Incremental builds and fastbuilds include data for unnecessary nodes

Created on 3 February 2021, almost 4 years ago
Updated 4 May 2023, over 1 year ago

Problem/Motivation

When using gatsby_instantpreview to do builds, or when using gatsby_fastbuilds with log_published enabled, the buildRelationshipJson function does a recursive crawl through all related entities that the module is configured to send to Preview/Build. This can become problematic in sites which make heavy use of entity references. In the worst case, where content is highly connected, it's possible for a single-node update to include hundreds or even thousands of entities alongside the entity which is actually being updated. This is harmful to both Drupal performance and build performance.

This may sound like a very theoretical issue, but just recently we saw an incremental build take 5-10 times longer than normal, and upon looking into it we noticed that over 100 entities were included when in practice, just the node would've been sufficient. But the node has a taxonomy reference, and the taxonomy term has other references, and before long we're sending a large amount of data which hasn't changed since Gatsby last heard from Drupal.
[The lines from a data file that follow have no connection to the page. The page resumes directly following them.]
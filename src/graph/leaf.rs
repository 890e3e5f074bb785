use gridmap_types::{Bucket, NodeIdentity, NodeType, RateStats};

use super::{GraphError, Node, NodeKind, Traffic};
use crate::config::Group as GroupConfig;

/// Name of the shared node standing for traffic from outside.
pub const INTERNET: &str = "internet";

/// The one internet node. Every parent that shows the internet hands out a
/// reference to this value.
pub(super) static INTERNET_NODE: Internet = Internet;

pub(super) fn leaf_name(name: &str, node_type: NodeType) -> String {
    format!("{name}.{node_type}")
}

/// A concrete service or database.
#[derive(Debug, Clone, PartialEq, Eq)]
pub struct Leaf {
    key: String,
    name: String,
    node_type: NodeType,
    auxiliary: bool,
}

impl Leaf {
    pub(super) fn new(name: &str, node_type: NodeType, auxiliary: bool) -> Self {
        Self {
            key: leaf_name(name, node_type),
            name: name.to_string(),
            node_type,
            auxiliary,
        }
    }

    pub fn node_type(&self) -> NodeType {
        self.node_type
    }
}

impl Node for Leaf {
    fn name(&self) -> &str {
        &self.key
    }

    fn display_name(&self) -> &str {
        &self.name
    }

    fn kind(&self) -> NodeKind {
        NodeKind::from(self.node_type)
    }

    fn is_auxiliary(&self) -> bool {
        self.auxiliary
    }

    fn is_leaf(&self) -> bool {
        true
    }

    fn children(&self) -> Vec<&dyn Node> {
        Vec::new()
    }

    fn ensure_node(
        &mut self,
        _: &[GroupConfig],
        _: &str,
        name: &str,
        node_type: NodeType,
    ) -> Result<(), GraphError> {
        if self.name != name || self.node_type != node_type {
            return Err(GraphError::IdentityMismatch {
                leaf: self.key.clone(),
                name: name.to_string(),
                node_type,
            });
        }
        Ok(())
    }

    fn add_traffic(
        &mut self,
        _: &[GroupConfig],
        _: Bucket,
        _: RateStats,
        _: &NodeIdentity,
        _: &NodeIdentity,
    ) -> Result<(), GraphError> {
        Ok(())
    }

    fn traffic(&self) -> Option<&Traffic> {
        None
    }
}

/// Traffic from or to outside the system.
#[derive(Debug, Clone, Copy, PartialEq, Eq, Default)]
pub struct Internet;

impl Node for Internet {
    fn name(&self) -> &str {
        INTERNET
    }

    fn display_name(&self) -> &str {
        INTERNET
    }

    fn kind(&self) -> NodeKind {
        NodeKind::User
    }

    fn is_auxiliary(&self) -> bool {
        true
    }

    fn is_leaf(&self) -> bool {
        true
    }

    fn children(&self) -> Vec<&dyn Node> {
        Vec::new()
    }

    fn ensure_node(
        &mut self,
        _: &[GroupConfig],
        _: &str,
        _: &str,
        _: NodeType,
    ) -> Result<(), GraphError> {
        Ok(())
    }

    fn add_traffic(
        &mut self,
        _: &[GroupConfig],
        _: Bucket,
        _: RateStats,
        _: &NodeIdentity,
        _: &NodeIdentity,
    ) -> Result<(), GraphError> {
        Ok(())
    }

    fn traffic(&self) -> Option<&Traffic> {
        None
    }
}
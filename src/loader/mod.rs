//! The window loader.
//!
//! Writers call [`Loader::record`], which only increments counters. A
//! background loop re-reads the counter store on a timer (or sooner, when the
//! store signals a write), merges the window into [`MetricRecord`]s and
//! publishes them with the nodes they reference. Readers only ever see a
//! complete published snapshot.

mod bucket;

pub use bucket::{aggregate, BucketCache, Flows};

use std::collections::{BTreeMap, HashMap, HashSet};
use std::sync::Arc;
use std::time::{SystemTime, UNIX_EPOCH};

use gridmap_store::{Clock, CounterStore, NodeStore, StoreError};
use gridmap_types::{
    unix_secs, Bucket, FlowKey, Level, MetricRecord, NodeIdentity, NodeInfo, SubmitMetrics,
    TrafficKey, Transport,
};
use parking_lot::RwLock;
use thiserror::Error;
use tokio::sync::watch;
use tokio::task::JoinHandle;

use crate::config::LoaderSettings;

/// Errors from the loader.
#[derive(Debug, Error)]
pub enum LoaderError {
    /// The loop was asked to stop.
    #[error("loader cancelled")]
    Cancelled,

    /// A submitted record was refused before anything was counted.
    #[error("invalid record {flow} at {timestamp}: {reason}")]
    InvalidRecord {
        flow: String,
        timestamp: i64,
        reason: &'static str,
    },

    #[error(transparent)]
    Store(#[from] StoreError),
}

impl LoaderError {
    pub fn is_cancelled(&self) -> bool {
        matches!(self, LoaderError::Cancelled)
    }
}

/// Latest accepted record timestamp, 9999-12-31T23:59:59Z.
pub const MAX_TIMESTAMP: i64 = 253_402_300_799;

fn record_order(m: &MetricRecord) -> (i64, &str, &str, &str, &str, Transport) {
    (
        m.timestamp,
        m.source.as_str(),
        m.target.as_str(),
        m.source_region.as_str(),
        m.target_region.as_str(),
        m.transport,
    )
}

fn check_record(m: &MetricRecord) -> Result<(), LoaderError> {
    let reason = if !(0..=MAX_TIMESTAMP).contains(&m.timestamp) {
        "timestamp out of range"
    } else if m.count_good < 0 || m.count_warning < 0 || m.count_bad < 0 {
        "negative count"
    } else {
        return Ok(());
    };
    Err(LoaderError::InvalidRecord {
        flow: format!("{}->{}", m.source, m.target),
        timestamp: m.timestamp,
        reason,
    })
}

#[derive(Debug, Clone, Default)]
struct Snapshot {
    metrics: Vec<MetricRecord>,
    nodes: Vec<NodeInfo>,
    refreshed: Option<Bucket>,
}

/// Keeps a rolling window of traffic loaded from the counter store.
pub struct Loader {
    counters: Arc<dyn CounterStore>,
    nodes: Arc<dyn NodeStore>,
    settings: LoaderSettings,
    clock: Clock,
    snapshot: RwLock<Snapshot>,
}

impl Loader {
    /// Loader over a store that keeps both counters and nodes.
    pub fn new<S>(store: Arc<S>, settings: LoaderSettings) -> Self
    where
        S: CounterStore + NodeStore + 'static,
    {
        Self::with_stores(store.clone(), store, settings)
    }

    pub fn with_stores(
        counters: Arc<dyn CounterStore>,
        nodes: Arc<dyn NodeStore>,
        settings: LoaderSettings,
    ) -> Self {
        Self {
            counters,
            nodes,
            settings,
            clock: Arc::new(SystemTime::now),
            snapshot: RwLock::new(Snapshot::default()),
        }
    }

    /// Read the window position from `clock` instead of the system.
    pub fn with_clock(mut self, clock: Clock) -> Self {
        self.clock = clock;
        self
    }

    /// Count a batch of observations.
    ///
    /// The whole batch is checked first; a negative count or a timestamp
    /// outside `0..=MAX_TIMESTAMP` refuses it. Then both endpoints are
    /// registered if unknown and each level is added to its counter.
    /// Delivering the same batch twice counts it twice.
    pub async fn record(&self, metrics: &[MetricRecord]) -> Result<(), LoaderError> {
        metrics.iter().try_for_each(check_record)?;
        for m in metrics {
            let src = m.source_identity();
            let tgt = m.target_identity();
            self.maybe_store_node(&src).await?;
            self.maybe_store_node(&tgt).await?;

            let flow = FlowKey {
                from_id: src.id(),
                to_id: tgt.id(),
                transport: m.transport,
                bucket: m.bucket(),
            };
            let counts = [m.count_good, m.count_warning, m.count_bad];
            for (level, count) in Level::ALL.into_iter().zip(counts) {
                self.counters
                    .increment_and_expire(&flow.with_level(level), count, self.settings.traffic_ttl)
                    .await?;
            }
        }
        Ok(())
    }

    /// Insert or overwrite declared nodes.
    pub async fn register_nodes(&self, nodes: &[NodeInfo]) -> Result<(), LoaderError> {
        for node in nodes {
            self.nodes
                .register_node(&node.id(), node, self.settings.node_ttl)
                .await?;
        }
        Ok(())
    }

    /// Register the declared nodes of a submission, then record its metrics.
    pub async fn submit(&self, submission: &SubmitMetrics) -> Result<(), LoaderError> {
        self.register_nodes(&submission.node_info).await?;
        self.record(&submission.metrics).await
    }

    // Existing nodes are left alone: their expiry is pushed out by reads.
    async fn maybe_store_node(&self, identity: &NodeIdentity) -> Result<(), LoaderError> {
        let id = identity.id();
        match self.nodes.get_node(&id).await {
            Ok(_) => Ok(()),
            Err(e) if e.is_not_found() => {
                let info = NodeInfo::from(identity.clone());
                self.nodes.register_node(&id, &info, self.settings.node_ttl).await?;
                Ok(())
            }
            Err(e) => Err(e.into()),
        }
    }

    /// Copy of the last published metric log.
    pub fn get_metric_log(&self) -> Vec<MetricRecord> {
        self.snapshot.read().metrics.clone()
    }

    /// Copy of the nodes referenced by the last published metric log.
    pub fn get_nodes(&self) -> Vec<NodeInfo> {
        self.snapshot.read().nodes.clone()
    }

    /// Bucket in which the last snapshot was published, if any.
    pub fn last_refresh(&self) -> Option<Bucket> {
        self.snapshot.read().refreshed
    }

    /// Run one refresh pass and publish the result.
    ///
    /// Returns the number of published records.
    pub async fn refresh(&self, cache: &mut BucketCache) -> Result<usize, LoaderError> {
        let now = (self.clock)();
        let oldest = now.checked_sub(self.settings.retention).unwrap_or(UNIX_EPOCH);

        let evicted = cache.evict_before(Bucket::from_time(oldest));
        let stale = cache.stale(&Bucket::between(oldest, now));
        if !stale.is_empty() {
            self.load_buckets(cache, &stale, unix_secs(now)).await?;
        }

        let (metrics, nodes) = self.resolve(cache).await?;
        let count = metrics.len();
        tracing::info!(
            count,
            nodes = nodes.len(),
            buckets = cache.len(),
            loaded = stale.len(),
            evicted,
            "loaded metrics from store"
        );

        *self.snapshot.write() = Snapshot {
            metrics,
            nodes,
            refreshed: Some(Bucket::from_time(now)),
        };
        Ok(count)
    }

    async fn load_buckets(
        &self,
        cache: &mut BucketCache,
        stale: &[Bucket],
        now: i64,
    ) -> Result<(), LoaderError> {
        let wanted: HashSet<Bucket> = stale.iter().copied().collect();
        let mut keys: Vec<TrafficKey> = Vec::new();
        self.counters
            .scan_all_keys(&mut |k: TrafficKey| {
                if wanted.contains(&k.bucket) {
                    keys.push(k);
                }
            })
            .await?;

        let mut counts = Vec::with_capacity(keys.len());
        for k in keys {
            let value = self.counters.get_count(&k).await?;
            counts.push((k, value));
        }

        let mut loaded = aggregate(counts);
        for &b in stale {
            let flows = loaded.remove(&b).unwrap_or_default();
            cache.insert(b, flows, b.end_unix() <= now);
        }
        Ok(())
    }

    async fn resolve(
        &self,
        cache: &BucketCache,
    ) -> Result<(Vec<MetricRecord>, Vec<NodeInfo>), LoaderError> {
        let mut resolved: HashMap<String, Option<NodeInfo>> = HashMap::new();
        let mut metrics = Vec::new();
        let mut nodes: BTreeMap<String, NodeInfo> = BTreeMap::new();

        for (flow, stats) in cache.flows() {
            let Some(from) = self.lookup(&mut resolved, &flow.from_id).await? else {
                continue;
            };
            let Some(to) = self.lookup(&mut resolved, &flow.to_id).await? else {
                continue;
            };
            metrics.push(MetricRecord {
                source_region: from.region.clone(),
                source: from.name.clone(),
                source_type: from.node_type,
                target_region: to.region.clone(),
                target: to.name.clone(),
                target_type: to.node_type,
                transport: flow.transport,
                timestamp: flow.bucket.unix(),
                duration: stats.duration,
                count_good: stats.good,
                count_warning: stats.warning,
                count_bad: stats.bad,
            });
            nodes.entry(flow.from_id.clone()).or_insert(from);
            nodes.entry(flow.to_id.clone()).or_insert(to);
        }

        metrics.sort_by(|a, b| record_order(a).cmp(&record_order(b)));
        let mut nodes: Vec<NodeInfo> = nodes.into_values().collect();
        nodes.sort_by(|a, b| {
            (&a.name, &a.region, a.node_type).cmp(&(&b.name, &b.region, b.node_type))
        });
        Ok((metrics, nodes))
    }

    async fn lookup(
        &self,
        resolved: &mut HashMap<String, Option<NodeInfo>>,
        id: &str,
    ) -> Result<Option<NodeInfo>, LoaderError> {
        if let Some(node) = resolved.get(id) {
            return Ok(node.clone());
        }
        let node = match self.nodes.get_node(id).await {
            Ok(node) => Some(node),
            Err(e) if e.is_not_found() => {
                tracing::info!(node = id, "dropping traffic for unknown node");
                None
            }
            Err(e) => return Err(e.into()),
        };
        resolved.insert(id.to_string(), node.clone());
        Ok(node)
    }

    /// Refresh until stopped, then return [`LoaderError::Cancelled`].
    ///
    /// Wakes on the refresh timer or on a store change, whichever comes
    /// first. Any other error ends the loop and is returned.
    pub async fn watch_keys(
        &self,
        cache: &mut BucketCache,
        stop: &mut watch::Receiver<bool>,
    ) -> Result<(), LoaderError> {
        let changes = self.counters.changes();
        let mut ticker = tokio::time::interval(self.settings.refresh);
        ticker.set_missed_tick_behavior(tokio::time::MissedTickBehavior::Delay);
        ticker.tick().await;

        loop {
            if *stop.borrow() {
                return Err(LoaderError::Cancelled);
            }
            self.refresh(cache).await?;

            tokio::select! {
                _ = ticker.tick() => {}
                _ = changes.notified() => {}
                res = stop.changed() => {
                    if res.is_err() || *stop.borrow() {
                        return Err(LoaderError::Cancelled);
                    }
                }
            }
        }
    }

    /// Run [`Loader::watch_keys`] until stopped, backing off after errors.
    pub async fn watch_keys_forever(&self, mut stop: watch::Receiver<bool>) {
        let mut cache = BucketCache::new();
        loop {
            let err = match self.watch_keys(&mut cache, &mut stop).await {
                Err(e) if !e.is_cancelled() => e,
                _ => {
                    tracing::debug!("loader stopped");
                    return;
                }
            };
            tracing::error!(
                error = %err,
                backoff = ?self.settings.backoff,
                "refreshing traffic failed"
            );

            tokio::select! {
                _ = tokio::time::sleep(self.settings.backoff) => {}
                res = stop.changed() => {
                    if res.is_err() || *stop.borrow() {
                        tracing::debug!("loader stopped during backoff");
                        return;
                    }
                }
            }
        }
    }

    /// Spawn the refresh loop.
    pub fn start(self: Arc<Self>) -> LoaderHandle {
        let (stop_tx, stop_rx) = watch::channel(false);
        let task = tokio::spawn(async move { self.watch_keys_forever(stop_rx).await });
        LoaderHandle { stop_tx, task }
    }
}

/// Handle to a running refresh loop.
///
/// Dropping the handle also stops the loop.
pub struct LoaderHandle {
    stop_tx: watch::Sender<bool>,
    task: JoinHandle<()>,
}

impl LoaderHandle {
    /// Ask the loop to stop without waiting for it.
    pub fn stop(&self) {
        let _ = self.stop_tx.send(true);
    }

    /// Stop the loop and wait for it to exit.
    pub async fn shutdown(self) {
        self.stop();
        let _ = self.task.await;
    }
}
From what I can tell, the inclusion of related entities is just a way to get certain entities to Gatsby without triggering a build. If you create 5 taxonomy terms and upload 3 images in preparation for creating a node, there's probably no benefit in sending those to Gatsby yet. If you can avoid sending them until they're needed, it can substantially cut down on the number of superfluous builds, so we include them when sending over a node that uses them.

Steps to reproduce

  1. Enable gatsby_instantpreview and gatsby_fastbuilds
  2. Create a content type with an entity reference field to other nodes
  3. Create a node A which references another node B
  4. Check /gatsby-fastbuilds/sync/[recent timestamp] and confirm that the insert log for node A also includes the data for node B

Proposed resolution

Avoid sending entities which Gatsby is already aware of unless they've actually changed. We don't want to actually track the entities which have been sent (several Gatsby builds could be pulling data from the same Drupal instance.) but if it's possible to know which entities Gatsby should already be aware of, we can avoid sending those.

As it's currently set up, in order to reach the recursive buildRelationshipJson function, the original entity being created/updated/deleted must be a node. While we can't easily be certain that an arbitrary entity has been sent to Gatsby, it is safe to assume that all published nodes have been sent. So when traversing entity relationships to include things Gatsby isn't yet aware of, if the referenced entity is a node, just skip it.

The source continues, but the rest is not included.